これらも試合中の一場面を想定した “Game based approach” に基づくものですから「アプローチショットはミスしたけど気にせずボレーを打つ」「スマッシュをミスしたけどボレーを強打」といった “よく見る” 光景 はコーチが設定した練習意図を理解できていない証拠と言えるでしょう。

アプローチショットをミスしたらそこで失点。スマッシュをミスしたらそこで失点。その後のボレーを打つ事はできない。むしろ「その後のボレーを打つために相手に自分がボレーをしやすい返球をさせるためのアプローチショットやスマッシュを打つ。相手を想定してどこにどう打つか?」と考えるべきだと思います。

短いボールを角度を付けて打つ

全く同じ練習内容に参加しているのに、

一方は「その後のボレーを打つ事ばかり考えていてアプローチショットはいい加減。ダラダラと歩いて行き、漠然と打ってミス。次にどんなボールが来るか分かっているのでボレーだけ強く打とうとする」

もう一方は「相手コートの対角線に深く低いボールを打ち、サービスライン付近でしっかり止まって準備しコーチのボールを待つ。

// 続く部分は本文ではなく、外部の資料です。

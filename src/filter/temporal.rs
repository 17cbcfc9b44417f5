use chrono::{DateTime, Duration, Utc};
use tracing::debug;

use crate::clock::Clock;
use crate::core::HasRecency;
use crate::errors::{Error, Result};

/// A positive lookback duration measured back from "now".
#[derive(Debug, Clone, Copy, PartialEq)]
pub struct LookbackWindow {
    hours: f64,
}

impl LookbackWindow {
    /// Fractional hours are allowed; zero, negative and non-finite are not.
    pub fn hours(hours: f64) -> Result<Self> {
        if hours.is_finite() && hours > 0.0 {
            Ok(Self { hours })
        } else {
            Err(Error::InvalidWindow(hours))
        }
    }

    pub fn as_hours(&self) -> f64 {
        self.hours
    }

    /// Earliest instant still inside the window. Windows reaching past the
    /// representable range start at the minimum instant.
    pub fn cutoff(&self, now: DateTime<Utc>) -> DateTime<Utc> {
        let millis = (self.hours * 3_600_000.0).round();
        Duration::try_milliseconds(millis as i64)
            .and_then(|span| now.checked_sub_signed(span))
            .unwrap_or(DateTime::<Utc>::MIN_UTC)
    }
}

/// Records whose recency is at or after `now - window`.
///
/// Records without an absolute timestamp are treated as stale and dropped.
/// Output keeps input order.
pub fn within_window<R, C>(records: &[R], window: LookbackWindow, clock: &C) -> Vec<R>
where
    R: HasRecency + Clone,
    C: Clock + ?Sized,
{
    let cutoff = window.cutoff(clock.now());
    let mut stale = 0usize;

    let recent: Vec<R> = records
        .iter()
        .filter(|record| match record.recency().timestamp() {
            Some(ts) => ts >= cutoff,
            None => {
                stale += 1;
                false
            }
        })
        .cloned()
        .collect();

    if stale > 0 {
        debug!(
            stale,
            "Records without an absolute timestamp excluded from window"
        );
    }
    recent
}
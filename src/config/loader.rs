use std::fs;
use std::path::{Path, PathBuf};

use super::OutbreakmapConfig;
use crate::errors::{Error, Result};
use crate::risk::ClassificationThresholds;

pub const CONFIG_FILE_NAME: &str = ".outbreakmap.toml";

const MAX_TRAVERSAL_DEPTH: usize = 10;

/// Parse config from a TOML string and repair what can be repaired.
///
/// Unordered classification thresholds are replaced with the defaults
/// (with a warning) instead of failing the whole load.
pub fn parse_and_validate_config(contents: &str) -> Result<OutbreakmapConfig> {
    let mut config = toml::from_str::<OutbreakmapConfig>(contents)
        .map_err(|e| Error::config(format!("Failed to parse {CONFIG_FILE_NAME}: {e}")))?;

    if let Err(e) = config.classification.thresholds.validate() {
        log::warn!("Invalid classification thresholds: {}. Using defaults.", e);
        config.classification.thresholds = ClassificationThresholds::default();
    }

    if !(config.window.lookback_hours.is_finite() && config.window.lookback_hours > 0.0) {
        log::warn!(
            "Invalid lookback_hours {}. Using default.",
            config.window.lookback_hours
        );
        config.window = Default::default();
    }

    if config.refresh.interval_secs == 0 {
        log::warn!("refresh.interval_secs must be at least 1. Using default.");
        config.refresh = Default::default();
    }

    Ok(config)
}

/// Load an explicit config file. Errors are returned, not swallowed.
pub fn load_config_from(path: &Path) -> Result<OutbreakmapConfig> {
    let contents = fs::read_to_string(path)
        .map_err(|e| Error::file_system("Failed to read config file", path, e))?;
    let config = parse_and_validate_config(&contents)?;
    log::debug!("Loaded config from {}", path.display());
    Ok(config)
}

fn try_load_config_from_path(config_path: &Path) -> Option<OutbreakmapConfig> {
    let contents = match fs::read_to_string(config_path) {
        Ok(contents) => contents,
        Err(e) => {
            // Only log actual errors, not "file not found"
            if e.kind() != std::io::ErrorKind::NotFound {
                log::warn!(
                    "Failed to read config file {}: {}",
                    config_path.display(),
                    e
                );
            }
            return None;
        }
    };

    match parse_and_validate_config(&contents) {
        Ok(config) => {
            log::debug!("Loaded config from {}", config_path.display());
            Some(config)
        }
        Err(e) => {
            log::warn!("{}. Using defaults.", e);
            None
        }
    }
}

/// `start` and its parents, nearest first, at most `max_depth` entries.
pub fn directory_ancestors(start: PathBuf, max_depth: usize) -> impl Iterator<Item = PathBuf> {
    std::iter::successors(Some(start), |dir| {
        let mut parent = dir.clone();
        if parent.pop() {
            Some(parent)
        } else {
            None
        }
    })
    .take(max_depth)
}

/// Search the working directory and its ancestors for a config file.
pub fn load_config() -> OutbreakmapConfig {
    let current = match std::env::current_dir() {
        Ok(dir) => dir,
        Err(e) => {
            log::warn!(
                "Failed to get current directory: {}. Using default config.",
                e
            );
            return OutbreakmapConfig::default();
        }
    };

    load_config_near(current)
}

pub(crate) fn load_config_near(start: PathBuf) -> OutbreakmapConfig {
    directory_ancestors(start, MAX_TRAVERSAL_DEPTH)
        .map(|dir| dir.join(CONFIG_FILE_NAME))
        .find_map(|path| try_load_config_from_path(&path))
        .unwrap_or_else(|| {
            log::debug!(
                "No config found after checking {} directories. Using default config.",
                MAX_TRAVERSAL_DEPTH
            );
            OutbreakmapConfig::default()
        })
}

#[cfg(test)]
mod tests {
    use super::*;
    use indoc::indoc;
    use tempfile::TempDir;

    #[test]
    fn test_empty_file_is_default() {
        assert_eq!(
            parse_and_validate_config("").unwrap(),
            OutbreakmapConfig::default()
        );
    }

    #[test]
    fn test_partial_config() {
        let config = parse_and_validate_config(indoc! {r#"
            [classification]
            critical_cases = 75000
            reclassify = true

            [window]
            lookback_hours = 6
        "#})
        .unwrap();
        assert_eq!(config.classification.thresholds.critical_cases, 75_000);
        assert_eq!(config.classification.thresholds.high_cases, 20_000);
        assert!(config.classification.reclassify);
        assert_eq!(config.window.lookback_hours, 6.0);
        assert_eq!(config.refresh.interval_secs, 60);
    }

    #[test]
    fn test_unordered_thresholds_fall_back() {
        let config = parse_and_validate_config(indoc! {r#"
            [classification]
            medium_cases = 90000
        "#})
        .unwrap();
        assert_eq!(
            config.classification.thresholds,
            ClassificationThresholds::default()
        );
    }

    #[test]
    fn test_bad_window_and_interval_fall_back() {
        let config = parse_and_validate_config(indoc! {r#"
            [window]
            lookback_hours = -2.0

            [refresh]
            interval_secs = 0
        "#})
        .unwrap();
        assert_eq!(config.window.lookback_hours, 24.0);
        assert_eq!(config.refresh.interval_secs, 60);
    }

    #[test]
    fn test_syntax_error_is_reported() {
        let err = parse_and_validate_config("[classification\n").unwrap_err();
        assert!(err.to_string().contains(CONFIG_FILE_NAME));
    }

    #[test]
    fn test_directory_ancestors_depth() {
        let dirs: Vec<_> = directory_ancestors(PathBuf::from("/a/b/c"), 2).collect();
        assert_eq!(dirs, vec![PathBuf::from("/a/b/c"), PathBuf::from("/a/b")]);
    }

    #[test]
    fn test_config_found_in_parent_directory() {
        let root = TempDir::new().unwrap();
        let nested = root.path().join("feeds").join("daily");
        fs::create_dir_all(&nested).unwrap();
        fs::write(
            root.path().join(CONFIG_FILE_NAME),
            "[refresh]\ninterval_secs = 15\n",
        )
        .unwrap();

        let config = load_config_near(nested);
        assert_eq!(config.refresh.interval_secs, 15);
    }

    #[test]
    fn test_load_config_from_missing_path() {
        let err = load_config_from(Path::new("/nonexistent/.outbreakmap.toml")).unwrap_err();
        assert!(matches!(err, Error::FileSystem { .. }));
    }
}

打つ動作に合わせてスプリットステップ。ボールに合わせて細かく動き、軸足、踏み込み足とステップして丁寧に相手コートクロス方向に浮かない1stボレーを打つ」

その1回の練習効果、それが毎週、半年、1年後と考えれば恐ろしいほどの差が着くのは想像ができます。

また、その練習内容を設定しているのはコーチです。毎回「この練習内容の意図はこういう事です。こういう事をやってほしいからそれを考えて取り組んで下さい」等とは言わないでしょうし、テニスをやる目的はその人それぞれなのでテニススクールのレッスンなら “強制” のような指示もできません。ただ、この2つの取り組みのどちらに「良い印象」を持つかと言えば、当然、自分の “練習意図を” 組んでいる、或いは、自ら考えて取り組んでくれていると感じる後者の方ですよね。まじめに練習しているか、熱心かどうか以前の話です。

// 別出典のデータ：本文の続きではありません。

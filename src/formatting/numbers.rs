/// Magnitude-suffixed rendering: `999`, `1.0K`, `1.5M`.
///
/// Digits past the first decimal are truncated, never rounded, so
/// `1999` renders as `1.9K` and `999_999` as `999.9K`.
pub fn compact(n: u64) -> String {
    if n >= 1_000_000 {
        let tenths = n / 100_000;
        format!("{}.{}M", tenths / 10, tenths % 10)
    } else if n >= 1_000 {
        let tenths = n / 100;
        format!("{}.{}K", tenths / 10, tenths % 10)
    } else {
        n.to_string()
    }
}

/// Comma-grouped integer: `15420` -> `15,420`.
pub fn group_thousands(n: u64) -> String {
    let digits = n.to_string();
    let mut out = String::with_capacity(digits.len() + digits.len() / 3);
    for (i, ch) in digits.chars().enumerate() {
        if i > 0 && (digits.len() - i) % 3 == 0 {
            out.push(',');
        }
        out.push(ch);
    }
    out
}

pub fn percent(value: u8) -> String {
    format!("{value}%")
}
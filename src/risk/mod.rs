//! Risk classification for outbreak records.
//!
//! Turns a (cases, deaths) observation into a [`RiskTier`]. Rules are tried
//! from the most severe tier down and the first match wins. Every tier is
//! satisfied by its mortality clause OR its case-count clause, so a large
//! outbreak with no deaths still lands in the critical tier.

mod thresholds;

pub use thresholds::ClassificationThresholds;

use crate::core::counts::clamp_count;
use crate::core::{OutbreakRecord, RiskTier};
use tracing::debug;

/// Deaths as a percentage of cases, rounded to two decimal places.
///
/// Zero cases yields zero. Deaths above cases are not rejected and produce
/// a rate above 100.
pub fn mortality_rate(deaths: u64, cases: u64) -> f64 {
    if cases == 0 {
        return 0.0;
    }
    let rate = deaths as f64 / cases as f64 * 100.0;
    (rate * 100.0).round() / 100.0
}

/// Classify with the default thresholds.
pub fn classify(cases: u64, deaths: u64) -> RiskTier {
    classify_with_thresholds(cases, deaths, &ClassificationThresholds::default())
}

/// Classify signed observations.
///
/// Negative counts are a caller contract violation; they are clamped to
/// zero before classification rather than rejected.
pub fn classify_signed(cases: i64, deaths: i64) -> RiskTier {
    classify(clamp_count(cases), clamp_count(deaths))
}

/// Classification with custom thresholds
pub fn classify_with_thresholds(
    cases: u64,
    deaths: u64,
    thresholds: &ClassificationThresholds,
) -> RiskTier {
    let rate = mortality_rate(deaths, cases);

    if rate > thresholds.critical_mortality || cases > thresholds.critical_cases {
        RiskTier::Critical
    } else if rate > thresholds.high_mortality || cases > thresholds.high_cases {
        RiskTier::High
    } else if rate > thresholds.medium_mortality || cases > thresholds.medium_cases {
        RiskTier::Medium
    } else {
        RiskTier::Low
    }
}

/// How to treat tiers that arrive already set by the feed.
#[derive(Debug, Clone, Copy, Default, PartialEq, Eq)]
pub enum TierPolicy {
    /// Keep a feed-supplied tier, classify only untagged records
    #[default]
    KeepTagged,
    /// Recompute every tier from the counts
    Reclassify,
}

/// Tag every record in a batch with its tier.
pub fn classify_batch(
    records: Vec<OutbreakRecord>,
    thresholds: &ClassificationThresholds,
    policy: TierPolicy,
) -> Vec<OutbreakRecord> {
    records
        .into_iter()
        .map(|record| tag_record(record, thresholds, policy))
        .collect()
}

fn tag_record(
    mut record: OutbreakRecord,
    thresholds: &ClassificationThresholds,
    policy: TierPolicy,
) -> OutbreakRecord {
    let computed = classify_with_thresholds(record.cases, record.deaths, thresholds);
    match (record.risk_level, policy) {
        (Some(tagged), TierPolicy::KeepTagged) => {
            if tagged != computed {
                debug!(
                    id = %record.id,
                    %tagged,
                    %computed,
                    "Feed-supplied tier differs from computed tier; keeping feed value"
                );
            }
        }
        _ => record.risk_level = Some(computed),
    }
    record
}

#[cfg(test)]
mod tests {
    use super::*;
    use crate::core::{Coordinates, Recency, Trend};
    use proptest::prelude::*;

    fn outbreak(id: &str, cases: u64, deaths: u64, tier: Option<RiskTier>) -> OutbreakRecord {
        OutbreakRecord {
            id: id.into(),
            disease: "Influenza A".into(),
            location: "Southeast Asia".into(),
            cases,
            deaths,
            risk_level: tier,
            last_updated: Recency::Relative("2 hours ago".into()),
            coordinates: Coordinates::default(),
            trend: Trend::Up,
        }
    }

    #[test]
    fn test_mortality_rate_rounds_to_two_places() {
        assert_eq!(mortality_rate(234, 15420), 1.52);
        assert_eq!(mortality_rate(1, 3), 33.33);
        assert_eq!(mortality_rate(2, 3), 66.67);
    }

    #[test]
    fn test_mortality_rate_zero_cases() {
        assert_eq!(mortality_rate(0, 0), 0.0);
        assert_eq!(mortality_rate(10, 0), 0.0);
    }

    #[test]
    fn test_mortality_rate_allows_deaths_above_cases() {
        assert_eq!(mortality_rate(20, 10), 200.0);
    }

    #[test]
    fn test_classify_empty_outbreak_is_low() {
        assert_eq!(classify(0, 0), RiskTier::Low);
    }

    #[test]
    fn test_case_clause_fires_without_deaths() {
        assert_eq!(classify(60_000, 0), RiskTier::Critical);
        assert_eq!(classify(50_001, 0), RiskTier::Critical);
        assert_eq!(classify(50_000, 0), RiskTier::High);
        assert_eq!(classify(20_001, 0), RiskTier::High);
        assert_eq!(classify(20_000, 0), RiskTier::Medium);
        assert_eq!(classify(5_001, 0), RiskTier::Medium);
        assert_eq!(classify(5_000, 0), RiskTier::Low);
    }

    #[test]
    fn test_mortality_clause_fires_for_small_outbreaks() {
        assert_eq!(classify(100, 11), RiskTier::Critical);
        assert_eq!(classify(100, 10), RiskTier::High);
        assert_eq!(classify(100, 6), RiskTier::High);
        assert_eq!(classify(100, 5), RiskTier::Medium);
        assert_eq!(classify(100, 3), RiskTier::Medium);
        assert_eq!(classify(100, 2), RiskTier::Low);
    }

    #[test]
    fn test_feed_fixture_counts() {
        assert_eq!(classify(15_420, 234), RiskTier::Medium);
        assert_eq!(classify(8_750, 89), RiskTier::Medium);
        assert_eq!(classify(23_100, 445), RiskTier::High);
        assert_eq!(classify(1_240, 678), RiskTier::Critical);
        assert_eq!(classify(45_600, 1_230), RiskTier::High);
    }

    #[test]
    fn test_rounding_applies_before_comparison() {
        let rate_only = ClassificationThresholds {
            critical_cases: u64::MAX,
            high_cases: u64::MAX,
            medium_cases: u64::MAX,
            ..Default::default()
        };
        // 10.004% rounds to 10.00, which is not above the critical cut-off
        assert_eq!(mortality_rate(10_004, 100_000), 10.0);
        assert_eq!(
            classify_with_thresholds(100_000, 10_004, &rate_only),
            RiskTier::High
        );
        // 10.006% rounds to 10.01
        assert_eq!(
            classify_with_thresholds(100_000, 10_006, &rate_only),
            RiskTier::Critical
        );
    }

    #[test]
    fn test_classify_signed_clamps_negatives() {
        assert_eq!(classify_signed(-5, -1), RiskTier::Low);
        assert_eq!(classify_signed(60_000, -3), RiskTier::Critical);
        assert_eq!(classify_signed(-100, 11), RiskTier::Low);
    }

    #[test]
    fn test_custom_thresholds() {
        let strict = ClassificationThresholds {
            critical_cases: 1_000,
            high_cases: 500,
            medium_cases: 100,
            ..Default::default()
        };
        assert_eq!(classify_with_thresholds(1_001, 0, &strict), RiskTier::Critical);
        assert_eq!(classify_with_thresholds(101, 0, &strict), RiskTier::Medium);
    }

    #[test]
    fn test_classify_batch_keeps_tagged_records() {
        let batch = vec![
            outbreak("1", 8_750, 89, Some(RiskTier::Low)),
            outbreak("2", 60_000, 0, None),
        ];
        let tagged = classify_batch(
            batch,
            &ClassificationThresholds::default(),
            TierPolicy::KeepTagged,
        );
        assert_eq!(tagged[0].risk_level, Some(RiskTier::Low));
        assert_eq!(tagged[1].risk_level, Some(RiskTier::Critical));
    }

    #[test]
    fn test_classify_batch_reclassify_overrides_feed() {
        let batch = vec![outbreak("1", 8_750, 89, Some(RiskTier::Low))];
        let tagged = classify_batch(
            batch,
            &ClassificationThresholds::default(),
            TierPolicy::Reclassify,
        );
        assert_eq!(tagged[0].risk_level, Some(RiskTier::Medium));
    }

    #[test]
    fn test_classify_batch_preserves_order_and_len() {
        let batch: Vec<_> = (0..5)
            .map(|i| outbreak(&i.to_string(), i * 10_000, 0, None))
            .collect();
        let tagged = classify_batch(
            batch,
            &ClassificationThresholds::default(),
            TierPolicy::KeepTagged,
        );
        let ids: Vec<_> = tagged.iter().map(|r| r.id.as_str()).collect();
        assert_eq!(ids, vec!["0", "1", "2", "3", "4"]);
    }

    proptest! {
        #[test]
        fn prop_more_deaths_never_lowers_tier(
            cases in 0u64..200_000,
            deaths in 0u64..50_000,
            extra in 0u64..50_000,
        ) {
            prop_assert!(classify(cases, deaths + extra) >= classify(cases, deaths));
        }

        #[test]
        fn prop_more_cases_never_lowers_tier_without_deaths(
            cases in 0u64..200_000,
            extra in 0u64..200_000,
        ) {
            prop_assert!(classify(cases + extra, 0) >= classify(cases, 0));
        }

        #[test]
        fn prop_scaling_an_outbreak_never_lowers_tier(
            cases in 1u64..100_000,
            deaths_pct in 0u64..=100,
            factor in 1u64..20,
        ) {
            let deaths = cases * deaths_pct / 100;
            prop_assert!(
                classify(cases * factor, deaths * factor) >= classify(cases, deaths)
            );
        }

        #[test]
        fn prop_tier_covers_every_input(cases in any::<u64>(), deaths in any::<u64>()) {
            let tier = classify(cases, deaths);
            prop_assert!(RiskTier::ALL.contains(&tier));
        }
    }
}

「自分が打ったら終わり。相手のボールが飛んできてから準備する」から卒業しよう

よく見られる「自分がボールを打ったらそこで終わり。相手のボールが返ってきたらそのボールを見てから準備を始める」という習慣が染み付いてしまうのは

  1. 『ボールの打ち方』を確認する球出し練習
  2. 球出しのボールで打っているような打ち方が自分の『ボールの打ち方』
  3. 対人や試合でも球出しのボールを打つようなタイミング、打ち方で打ちたい。それが自分の『ボールの打ち方』だから
  4. 毎回、内容が違うボールに同じタイミング、同じ打ち方を用いようとしてミスばかり

という流れにハマってしまっているのだと考えます。

そしてその事に気づかず、或いはどうして良いのか分からず「ミスするのは技術の問題だ。上達すればうまく打てるようになるのだ」と思ってしまう。そして「周りに通用しているのだから自分のテニスは十分だ」と現状に “慣れて” しまい、上達のイメージから遠ざかってしまうのだと考えます。

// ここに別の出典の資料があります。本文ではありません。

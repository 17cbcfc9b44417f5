//! Source of "now" for time-dependent stages.
//!
//! The window filter and the age formatter take a [`Clock`] instead of
//! reading the wall clock. A refresh cycle reads it once.

use chrono::{DateTime, Duration, Utc};
use std::cell::Cell;

pub trait Clock {
    fn now(&self) -> DateTime<Utc>;
}

/// Wall-clock time.
#[derive(Debug, Clone, Copy, Default)]
pub struct SystemClock;

impl Clock for SystemClock {
    fn now(&self) -> DateTime<Utc> {
        Utc::now()
    }
}

/// A clock pinned to one instant, movable by hand.
#[derive(Debug, Clone)]
pub struct FixedClock {
    now: Cell<DateTime<Utc>>,
}

impl FixedClock {
    pub fn new(now: DateTime<Utc>) -> Self {
        Self {
            now: Cell::new(now),
        }
    }

    pub fn set(&self, now: DateTime<Utc>) {
        self.now.set(now);
    }

    pub fn advance(&self, by: Duration) {
        self.now.set(self.now.get() + by);
    }
}

impl Clock for FixedClock {
    fn now(&self) -> DateTime<Utc> {
        self.now.get()
    }
}

/// An instant already read from another clock.
impl Clock for DateTime<Utc> {
    fn now(&self) -> DateTime<Utc> {
        *self
    }
}

impl<C: Clock + ?Sized> Clock for &C {
    fn now(&self) -> DateTime<Utc> {
        (**self).now()
    }
}

#[cfg(test)]
mod tests {
    use super::*;
    use chrono::TimeZone;

    #[test]
    fn test_fixed_clock_advances() {
        let start = Utc.with_ymd_and_hms(2026, 10, 18, 9, 0, 0).unwrap();
        let clock = FixedClock::new(start);
        assert_eq!(clock.now(), start);

        clock.advance(Duration::minutes(90));
        assert_eq!(clock.now(), start + Duration::minutes(90));

        clock.set(start);
        assert_eq!(clock.now(), start);
    }

    #[test]
    fn test_system_clock_is_monotonic_enough() {
        let clock = SystemClock;
        let a = clock.now();
        let b = clock.now();
        assert!(b >= a);
    }
}
//! Display ordering for model forecasts.
//!
//! Probability and confidence come pre-computed; this module only decides
//! where a forecast sits on the board and how loudly it is shown.

use crate::core::PredictionRecord;
use serde::{Deserialize, Serialize};
use std::cmp::Reverse;

/// Visual emphasis bucket for an outbreak probability.
#[derive(Debug, Clone, Copy, PartialEq, Eq, PartialOrd, Ord, Serialize, Deserialize)]
#[serde(rename_all = "lowercase")]
pub enum ProbabilityBand {
    Unlikely,
    Possible,
    Elevated,
    Likely,
}

impl ProbabilityBand {
    pub fn from_probability(probability: u8) -> Self {
        match probability {
            70.. => ProbabilityBand::Likely,
            50..=69 => ProbabilityBand::Elevated,
            30..=49 => ProbabilityBand::Possible,
            _ => ProbabilityBand::Unlikely,
        }
    }

    pub fn as_str(&self) -> &'static str {
        match self {
            ProbabilityBand::Unlikely => "unlikely",
            ProbabilityBand::Possible => "possible",
            ProbabilityBand::Elevated => "elevated",
            ProbabilityBand::Likely => "likely",
        }
    }
}

/// Highest probability first; equal probabilities keep feed order.
pub fn prioritize_predictions(predictions: &[PredictionRecord]) -> Vec<PredictionRecord> {
    let mut sorted = predictions.to_vec();
    sorted.sort_by_key(|p| Reverse(p.probability));
    sorted
}
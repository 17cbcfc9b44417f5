//! Input-boundary policy for numeric fields supplied by the feed.
//!
//! Counts are clamped, never rejected:
//!
//! - missing or `null` counts become zero
//! - negative counts are clamped to zero
//! - fractional counts are truncated toward zero
//! - percentages are clamped into `0..=100`
//!
//! Every clamp is reported through `tracing::warn!`.

use serde::{Deserialize, Deserializer};
use tracing::warn;

#[derive(Deserialize)]
#[serde(untagged)]
enum RawNumber {
    Unsigned(u64),
    Signed(i64),
    Float(f64),
}

/// Clamp a signed count to the non-negative range.
pub fn clamp_count(value: i64) -> u64 {
    if value < 0 {
        warn!(value, "Negative count clamped to zero");
        0
    } else {
        value as u64
    }
}

fn clamp_float(value: f64) -> u64 {
    if !value.is_finite() || value <= 0.0 {
        if value != 0.0 {
            warn!(value, "Non-positive or non-finite count clamped to zero");
        }
        0
    } else if value >= u64::MAX as f64 {
        u64::MAX
    } else {
        value.trunc() as u64
    }
}

fn raw_to_count(raw: Option<RawNumber>) -> u64 {
    match raw {
        None => 0,
        Some(RawNumber::Unsigned(n)) => n,
        Some(RawNumber::Signed(n)) => clamp_count(n),
        Some(RawNumber::Float(f)) => clamp_float(f),
    }
}

/// Serde adapter for case/death counts.
pub fn deserialize_count<'de, D>(deserializer: D) -> Result<u64, D::Error>
where
    D: Deserializer<'de>,
{
    let raw = Option::<RawNumber>::deserialize(deserializer)?;
    Ok(raw_to_count(raw))
}

/// Clamp an arbitrary count into a percentage.
pub fn clamp_percent(value: u64) -> u8 {
    if value > 100 {
        warn!(value, "Percentage above 100 clamped");
        100
    } else {
        value as u8
    }
}

/// Serde adapter for probability/confidence percentages.
pub fn deserialize_percent<'de, D>(deserializer: D) -> Result<u8, D::Error>
where
    D: Deserializer<'de>,
{
    let raw = Option::<RawNumber>::deserialize(deserializer)?;
    Ok(clamp_percent(raw_to_count(raw)))
}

そもそも「相手が打ったボールを見てから準備する」のはコートの大きさ、道具の進化、テニスのルール等から妥当とは言えないですし、相手のボールに慌てたくないのなら「球出しのボールを打つようなタイミング、打ち方で常に打とうとする」のではなく、「相手を観察し、予測し、判断し、準備する」事で心理的・身体的な余裕を確保すると考える、実行する」方がテニスというスポーツには合っている。それがテニスの行う際の前提になってくると考えます。

球出しのボールを打つ際がそうであるように毎回「フォア側にこんなボールが来る」と予測できている、それに基づく準備が出来ていれば自分の実力を発揮しやすい。相手のボールに慌ててしまう。1回は返せたけど次のボールが間に合わないといった事が起きなくなる。テニスの前提になる事を当然の事としてやっている。それが『普通』になってくると思います。